Converting to JFS

I finally did it! Now my root partition is, instead of a boring old ext3 a shiny new JFS parition.


The very first thing I did was build a new kernel with JFS support compiled into it. While configuring the kernel I also selected the deadline IO scheduler as the default scheduler since it tends to extract the best performance out of a JFS partition. Then I installed the new kernel. Now I needed some way to convert the existing root partition (in the device /dev/sda9) from ext3 to JFS. Since even after having installed every program I need (and two and a half desktop environments) the total size of the partition was a meager 9 GiB (compare that to a fresh installation of Windows Vista) this had a simple and safe solution – simply backup and restore the files. One nice automated way is to use some software like CloneZilla. I, however, like doing things my way. I burned an Arch Linux installation CD and started up my notebook from it.


The best part about the Arch Linux install live CD is that after booting up it gives you a very clean, no-frills bash environment to work on. Once I was up and running I did a simple mkdir /media/root and mounted the partition onto the new directory by mount /dev/sda9 /media/root. Since I was logged in as root I really did not need to use sudo or su. I also needed another partition with space to spare. I used /dev/sda5 – an ntfs partition. I mounted it by mkdir /media/backup and then mount -t ntfs-3g /dev/sda5 /media/backup. Instead of simply copying the data from /media/root to /media/backup I used TAR – cd /media/root; tar cvf * /media/backup/everything.tar. This actually sped up the process a little (or so I though) since it prevented the ntfs-3g driver from wasting time by allocating space for the tens of thousands of files. The entire thing took about twenty minutes to complete.
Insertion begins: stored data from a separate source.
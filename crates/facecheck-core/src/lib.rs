//! facecheck-core: Image loading, face overlays, crops and descriptor verdicts.
//!
//! Face detection and descriptor extraction are delegated to a
//! [`FaceService`] implementation; everything downstream of its output lives
//! here.

pub mod cropper;
pub mod loader;
pub mod overlay;
pub mod precomputed;
pub mod service;
pub mod types;
pub mod verdict;

use std::path::PathBuf;

pub use cropper::{extract_faces, CropError, ExtractedFace, MalformedDetection, MAX_CROP_DIMENSION};
pub use loader::{load_image, load_image_file, LoadLimits, LoaderError, SourceImage};
pub use overlay::{render_overlay, Canvas};
pub use precomputed::PrecomputedFaceService;
pub use service::{DetectorOptions, FaceService, ServiceError};
pub use types::{BoundingBox, Descriptor, Detection, FacePair, Verdict, VerificationResult};
pub use verdict::{evaluate, EuclideanMatcher, Matcher, VerdictError, DEFAULT_MATCH_THRESHOLD};

/// Default model directory: `$XDG_DATA_HOME/facecheck/models`, falling back
/// to `~/.local/share/facecheck/models`.
pub fn default_model_dir() -> PathBuf {
    std::env::var("XDG_DATA_HOME")
        .map(PathBuf::from)
        .unwrap_or_else(|_| {
            let home = std::env::var("HOME").unwrap_or_else(|_| "/tmp".to_string());
            PathBuf::from(home).join(".local/share")
        })
        .join("facecheck")
        .join("models")
}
That done I unmounted the partition – umount /media/root and ran mkfs.jfs /dev/sda9. This warned me about losing all data and then converted the partition. The conversion, surprisingly, took only about a second or two.


Now it was time to restore the files again – I mounted the partition again using mount /dev/sda9 /media/root and extracted the tar files – cd /media/root; tar xvf /media/backup/everything.tar. Then I installed GRUB using grub-install. I restarted my system only to find the kernel unable to boot.


A little probing showed what was wrong – while initially installing Arch Linux the installer had configured my GRUB’s menu.lst to recognize my disk using its UUID. The reformatting some reset the UUID of my partitions (I really do not know how or why). I fixed that by changing the /by-uuid thingode>/dev/sda9. I know, I know - this was not the right way but it did work and I saved a lot of time. I had to fix /etc/fsatb for the same reason.


So now my computer boots faster, applications load without eating too much CPU and the system is more responsive overall.